In 1 Corinthians 10:10, Paul said, “Neither murmur ye, as some of them also murmured, and were destroyed of the destroyer.” The International Standard Bible Encyclopedia says that murmuring “is an outward expression of deep inward discontent and rejection of one’s lot.” Several Greek and Hebrew words that are translated as “grumbling” or “murmuring” communicate this exact idea.
The people of Israel grumbled over a lack of water (Exodus 15:23-26; 17:1-7). They grumbled over a lack of food (Exodus 16:1-8). They grumbled over the evil report of the faithless spies (Numbers 14:1-4, 26-29, 36-38). Korah and his rebellious allies grumbled over the leadership of Moses and Aaron (Numbers 16:1-11). When divine judgment fell upon those associated with Korah’s rebellion, the people grumbled against Moses and Aaron saying, “You are the ones who have caused the death of the Lord’s people” (Numbers 16:41-50).

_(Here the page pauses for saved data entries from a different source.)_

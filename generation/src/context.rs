use common::config::scoped::ChatSettings;
use retrieval_pipeline::ChunkMatch;

/// Format retrieval results into the structured context block handed to the
/// model: `<rag_context>` for code/doc chunks, `<recall_context>` for chat
/// memory snippets.
pub fn format_context(rag_chunks: &[ChunkMatch], recall_chunks: &[ChunkMatch]) -> String {
    let mut sections: Vec<String> = Vec::new();

    if !rag_chunks.is_empty() {
        let mut lines: Vec<String> = vec!["<rag_context>".to_string()];
        for chunk in rag_chunks {
            lines.push(format!(
                "## {}:{}-{}",
                chunk.file_path, chunk.start_line, chunk.end_line
            ));
            if let Some(language) = &chunk.language {
                lines.push(format!("Language: {language}"));
            }
            lines.push(format!("```\n{}\n```", chunk.content));
            lines.push(String::new());
        }
        lines.push("</rag_context>".to_string());
        sections.push(lines.join("\n"));
    }

    if !recall_chunks.is_empty() {
        let mut lines: Vec<String> = vec!["<recall_context>".to_string()];
        for chunk in recall_chunks {
            let role = chunk
                .metadata
                .get("role")
                .and_then(|v| v.as_str())
                .unwrap_or("unknown");
            let timestamp = chunk
                .metadata
                .get("timestamp")
                .and_then(|v| v.as_str())
                .unwrap_or("");
            lines.push(format!("## [{role}] {timestamp}").trim_end().to_string());
            lines.push(chunk.content.clone());
            lines.push(String::new());
        }
        lines.push("</recall_context>".to_string());
        sections.push(lines.join("\n"));
    }

    sections.join("\n\n").trim().to_string()
}

/// Four context states, four prompts. An empty selected prompt falls back
/// to the direct prompt.
pub fn select_system_prompt(
    has_rag_context: bool,
    has_recall_context: bool,
    chat: &ChatSettings,
) -> String {
    let selected = match (has_rag_context, has_recall_context) {
        (true, true) => &chat.system_prompt_rag_and_recall,
        (true, false) => &chat.system_prompt_rag,
        (false, true) => &chat.system_prompt_recall,
        (false, false) => &chat.system_prompt_direct,
    };

    let trimmed = selected.trim();
    if trimmed.is_empty() {
        let direct = chat.system_prompt_direct.trim();
        if direct.is_empty() {
            "You are a helpful assistant.".to_string()
        } else {
            direct.to_string()
        }
    } else {
        trimmed.to_string()
    }
}

/// Deterministic, model-free answer used whenever the LLM is unavailable.
/// Enumerates the top hydrated matches so the response stays actionable.
pub fn retrieval_only_answer(query: &str, corpus_id: &str, chunks: &[ChunkMatch]) -> String {
    if chunks.is_empty() {
        return format!(
            "No LLM is available and retrieval returned no matches.\n\n\
             Query: {query}\n\
             Corpus: {corpus_id}\n\
             Tip: verify the corpus is indexed and that at least one retrieval leg is enabled."
        );
    }

    let mut lines: Vec<String> = vec![
        "No LLM is available. Returning retrieval-only results.".to_string(),
        String::new(),
        format!("Query: {query}"),
        format!("Corpus: {corpus_id}"),
        String::new(),
        "Top matching sources:".to_string(),
    ];

    for (i, chunk) in chunks.iter().take(8).enumerate() {
        lines.push(format!(
            "{}. {}:{}-{} (score {:.4})",
            i + 1,
            chunk.file_path,
            chunk.start_line,
            chunk.end_line,
            chunk.score
        ));
        let snippet: String = chunk.content.split_whitespace().collect::<Vec<_>>().join(" ");
        if !snippet.is_empty() {
            let snippet: String = snippet.chars().take(220).collect();
            lines.push(format!("   {snippet}"));
        }
    }

    lines.join("\n").trim().to_string()
}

In the parable of the vineyard laborers, some workers grumbled at the landowner over their pay (Matthew 20:1-16). The scribes and Pharisees grumbled at Jesus and his disciples saying, “Why do you eat and drink with the tax collectors and sinners?” (Luke 5:29-32). Some grumbled because of the hard statements of Jesus (John 6:41-69, esp. vv. 41, 43, 61). False teachers often grumble, finding fault with those who would stand for the truth, speaking arrogantly, and flattering people for the sake of gaining an advantage (Jude 16-21).
Why do people grumble? Because of dissatisfaction over physical circumstances. Because of faithlessness, obstinacy, and rebellion. Because a task or teaching seems hard. Because of perceived inequity. Sadly, complaints often echo through the house of God. If there is a real problem that exists in a local congregation, or a genuine need that is not being properly addressed, then let us promptly fix it.
Self-examination is necessary (2 Corinthians 13:5). Someone might say, “I’m not guilty of the sin of murmuring.” However, do you find yourself cantankerous and complaining? Dour and downcast? Ill-tempered and irritable? Morose and moody? Prickly and petulant? Do you give expression to such discontent, through muttered words, facial expressions, or body language?
Let us avoid all manifestations of murmuring (Philippians 2:14-16). Heed the admonition of Peter, who said, “Above all, keep fervent in your love for one another, because love covers a multitude of sins. Be hospitable to one another without complaint” (1 Peter 4:8-9).